Having read the material, return every line of it exactly.

*** Available data Section Begins ***

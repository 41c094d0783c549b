//! Process-wide registry of lazily initialized collaborators.
//!
//! A [`BridgeContext`] is built once at startup and shared by reference. It
//! owns four single-initialization cells: the vector index client, the
//! resolved [`IndexDescriptor`], the loaded [`SpaceAdapter`] and the
//! embedding provider. Concurrent first callers wait on one initialization;
//! a failed initialization is not cached and the next caller retries.

use std::sync::Arc;

use tokio::sync::OnceCell;

use vector_bridge_core::adapter::SpaceAdapter;
use vector_bridge_core::embedding::{EmbeddingProvider, ProviderKind};
use vector_bridge_core::error::{BridgeError, Result};
use vector_bridge_core::index::{resolve_descriptor, VectorIndex};
use vector_bridge_core::models::{IndexDescriptor, RetrievalCandidate};
use vector_bridge_core::retrieve::{retrieve, RetrievalSettings, RetrieveRequest};

use crate::adapter_store::load_adapter;
use crate::config::{Config, INDEX_API_KEY_ENV, INFERENCE_TOKEN_ENV};
use crate::embedding::create_provider;
use crate::pinecone::PineconeIndex;

pub struct BridgeContext {
    config: Config,
    index: OnceCell<Arc<dyn VectorIndex>>,
    descriptor: OnceCell<IndexDescriptor>,
    adapter: OnceCell<Arc<SpaceAdapter>>,
    provider: OnceCell<Arc<dyn EmbeddingProvider>>,
}

impl BridgeContext {
    pub fn new(config: Config) -> Self {
        Self {
            config,
            index: OnceCell::new(),
            descriptor: OnceCell::new(),
            adapter: OnceCell::new(),
            provider: OnceCell::new(),
        }
    }

    /// Use `index` instead of connecting to the configured one.
    pub fn with_index(mut self, index: Arc<dyn VectorIndex>) -> Self {
        self.index = OnceCell::new_with(Some(index));
        self
    }

    /// Use `provider` instead of building one from configuration.
    pub fn with_provider(mut self, provider: Arc<dyn EmbeddingProvider>) -> Self {
        self.provider = OnceCell::new_with(Some(provider));
        self
    }

    pub fn config(&self) -> &Config {
        &self.config
    }

    /// The vector index client, connecting on first use.
    pub async fn index(&self) -> Result<Arc<dyn VectorIndex>> {
        self.index
            .get_or_try_init(|| async {
                let api_key = std::env::var(INDEX_API_KEY_ENV)
                    .ok()
                    .filter(|k| !k.is_empty())
                    .ok_or_else(|| {
                        BridgeError::Configuration(format!(
                            "{INDEX_API_KEY_ENV} environment variable not set"
                        ))
                    })?;
                let index = PineconeIndex::connect(&self.config.index, &api_key).await?;
                Ok::<Arc<dyn VectorIndex>, BridgeError>(Arc::new(index))
            })
            .await
            .cloned()
    }

    /// The index's dimension and namespace, resolved on first use.
    pub async fn descriptor(&self) -> Result<&IndexDescriptor> {
        self.descriptor
            .get_or_try_init(|| async {
                let index = self.index().await?;
                resolve_descriptor(
                    index.as_ref(),
                    self.config.index.dimension,
                    self.config.index.namespace(),
                )
                .await
            })
            .await
    }

    /// The space adapter at `adapter.path`, loaded on first use.
    pub async fn adapter(&self) -> Result<Arc<SpaceAdapter>> {
        self.adapter
            .get_or_try_init(|| async {
                load_adapter(&self.config.adapter.path).await.map(Arc::new)
            })
            .await
            .cloned()
    }

    /// The configured embedding provider, built on first use.
    pub async fn provider(&self) -> Result<Arc<dyn EmbeddingProvider>> {
        self.provider
            .get_or_try_init(|| async {
                let target_dim = self.descriptor().await?.target_dim;
                let adapter = match self.config.embedding.provider {
                    ProviderKind::AdaptedLocal => Some(self.adapter().await?),
                    ProviderKind::Remote | ProviderKind::Local => None,
                };
                let token = std::env::var(INFERENCE_TOKEN_ENV).ok();
                create_provider(&self.config.embedding, target_dim, adapter, token).await
            })
            .await
            .cloned()
    }

    /// Pipeline settings derived from configuration and the resolved index.
    pub async fn retrieval_settings(&self) -> Result<RetrievalSettings> {
        let descriptor = self.descriptor().await?.clone();
        Ok(RetrievalSettings {
            descriptor,
            prefix: self.config.embedding.prefix_policy(),
            noise: self.config.filter.thresholds(),
            text_keys: self.config.retrieval.text_keys.clone(),
            source_tag_field: self.config.retrieval.source_tag_field.clone(),
        })
    }

    /// A request pre-filled with the configured retrieval defaults.
    pub fn request(&self, query: &str) -> RetrieveRequest {
        RetrieveRequest {
            query: query.to_string(),
            top_k: self.config.retrieval.top_k,
            candidate_k: self.config.retrieval.candidate_k,
            filters: None,
            source_tag: None,
            min_score: self.config.retrieval.min_score,
        }
    }

    /// Run one query through the pipeline.
    pub async fn retrieve(&self, request: &RetrieveRequest) -> Result<Vec<RetrievalCandidate>> {
        let index = self.index().await?;
        let provider = self.provider().await?;
        let settings = self.retrieval_settings().await?;
        retrieve(index.as_ref(), provider.as_ref(), &settings, request).await
    }
}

*** Available data Section Ends ***

■ Task response:
repository 41c094d0783c549b
//! Process-wide registry of lazily initialized collaborators.
//!
//! A [`BridgeContext`] is built once at startup and shared by reference. It
//! owns four single-initialization cells: the vector index client, the
//! resolved [`IndexDescriptor`], the loaded [`SpaceAdapter`] and the
//! embedding provider. Concurrent first callers wait on one initialization;
//! a failed initialization is not cached and the next caller retries.

use std::sync::Arc;

use tokio::sync::OnceCell;

use vector_bridge_core::adapter::SpaceAdapter;
use vector_bridge_core::embedding::{EmbeddingProvider, ProviderKind};
use vector_bridge_core::error::{BridgeError, Result};
use vector_bridge_core::index::{resolve_descriptor, VectorIndex};
use vector_bridge_core::models::{IndexDescriptor, RetrievalCandidate};
use vector_bridge_core::retrieve::{retrieve, RetrievalSettings, RetrieveRequest};

use crate::adapter_store::load_adapter;
use crate::config::{Config, INDEX_API_KEY_ENV, INFERENCE_TOKEN_ENV};
use crate::embedding::create_provider;
use crate::pinecone::PineconeIndex;

pub struct BridgeContext {
    config: Config,
    index: OnceCell<Arc<dyn VectorIndex>>,
    descriptor: OnceCell<IndexDescriptor>,
    adapter: OnceCell<Arc<SpaceAdapter>>,
    provider: OnceCell<Arc<dyn EmbeddingProvider>>,
}

impl BridgeContext {
    pub fn new(config: Config) -> Self {
        Self {
            config,
            index: OnceCell::new(),
            descriptor: OnceCell::new(),
            adapter: OnceCell::new(),
            provider: OnceCell::new(),
        }
    }

    /// Use `index` instead of connecting to the configured one.
    pub fn with_index(mut self, index: Arc<dyn VectorIndex>) -> Self {
        self.index = OnceCell::new_with(Some(index));
        self
    }

    /// Use `provider` instead of building one from configuration.
    pub fn with_provider(mut self, provider: Arc<dyn EmbeddingProvider>) -> Self {
        self.provider = OnceCell::new_with(Some(provider));
        self
    }

    pub fn config(&self) -> &Config {
        &self.config
    }

    /// The vector index client, connecting on first use.
    pub async fn index(&self) -> Result<Arc<dyn VectorIndex>> {
        self.index
            .get_or_try_init(|| async {
                let api_key = std::env::var(INDEX_API_KEY_ENV)
                    .ok()
                    .filter(|k| !k.is_empty())
                    .ok_or_else(|| {
                        BridgeError::Configuration(format!(
                            "{INDEX_API_KEY_ENV} environment variable not set"
                        ))
                    })?;
                let index = PineconeIndex::connect(&self.config.index, &api_key).await?;
                Ok::<Arc<dyn VectorIndex>, BridgeError>(Arc::new(index))
            })
            .await
            .cloned()
    }

    /// The index's dimension and namespace, resolved on first use.
    pub async fn descriptor(&self) -> Result<&IndexDescriptor> {
        self.descriptor
            .get_or_try_init(|| async {
                let index = self.index().await?;
                resolve_descriptor(
                    index.as_ref(),
                    self.config.index.dimension,
                    self.config.index.namespace(),
                )
                .await
            })
            .await
    }

    /// The space adapter at `adapter.path`, loaded on first use.
    pub async fn adapter(&self) -> Result<Arc<SpaceAdapter>> {
        self.adapter
            .get_or_try_init(|| async {
                load_adapter(&self.config.adapter.path).await.map(Arc::new)
            })
            .await
            .cloned()
    }

    /// The configured embedding provider, built on first use.
    pub async fn provider(&self) -> Result<Arc<dyn EmbeddingProvider>> {
        self.provider
            .get_or_try_init(|| async {
                let target_dim = self.descriptor().await?.target_dim;
                let adapter = match self.config.embedding.provider {
                    ProviderKind::AdaptedLocal => Some(self.adapter().await?),
                    ProviderKind::Remote | ProviderKind::Local => None,
                };
                let token = std::env::var(INFERENCE_TOKEN_ENV).ok();
                create_provider(&self.config.embedding, target_dim, adapter, token).await
            })
            .await
            .cloned()
    }

    /// Pipeline settings derived from configuration and the resolved index.
    pub async fn retrieval_settings(&self) -> Result<RetrievalSettings> {
        let descriptor = self.descriptor().await?.clone();
        Ok(RetrievalSettings {
            descriptor,
            prefix: self.config.embedding.prefix_policy(),
            noise: self.config.filter.thresholds(),
            text_keys: self.config.retrieval.text_keys.clone(),
            source_tag_field: self.config.retrieval.source_tag_field.clone(),
        })
    }

    /// A request pre-filled with the configured retrieval defaults.
    pub fn request(&self, query: &str) -> RetrieveRequest {
        RetrieveRequest {
            query: query.to_string(),
            top_k: self.config.retrieval.top_k,
            candidate_k: self.config.retrieval.candidate_k,
            filters: None,
            source_tag: None,
            min_score: self.config.retrieval.min_score,
        }
    }

    /// Run one query through the pipeline.
    pub async fn retrieve(&self, request: &RetrieveRequest) -> Result<Vec<RetrievalCandidate>> {
        let index = self.index().await?;
        let provider = self.provider().await?;
        let settings = self.retrieval_settings().await?;
        retrieve(index.as_ref(), provider.as_ref(), &settings, request).await
    }
}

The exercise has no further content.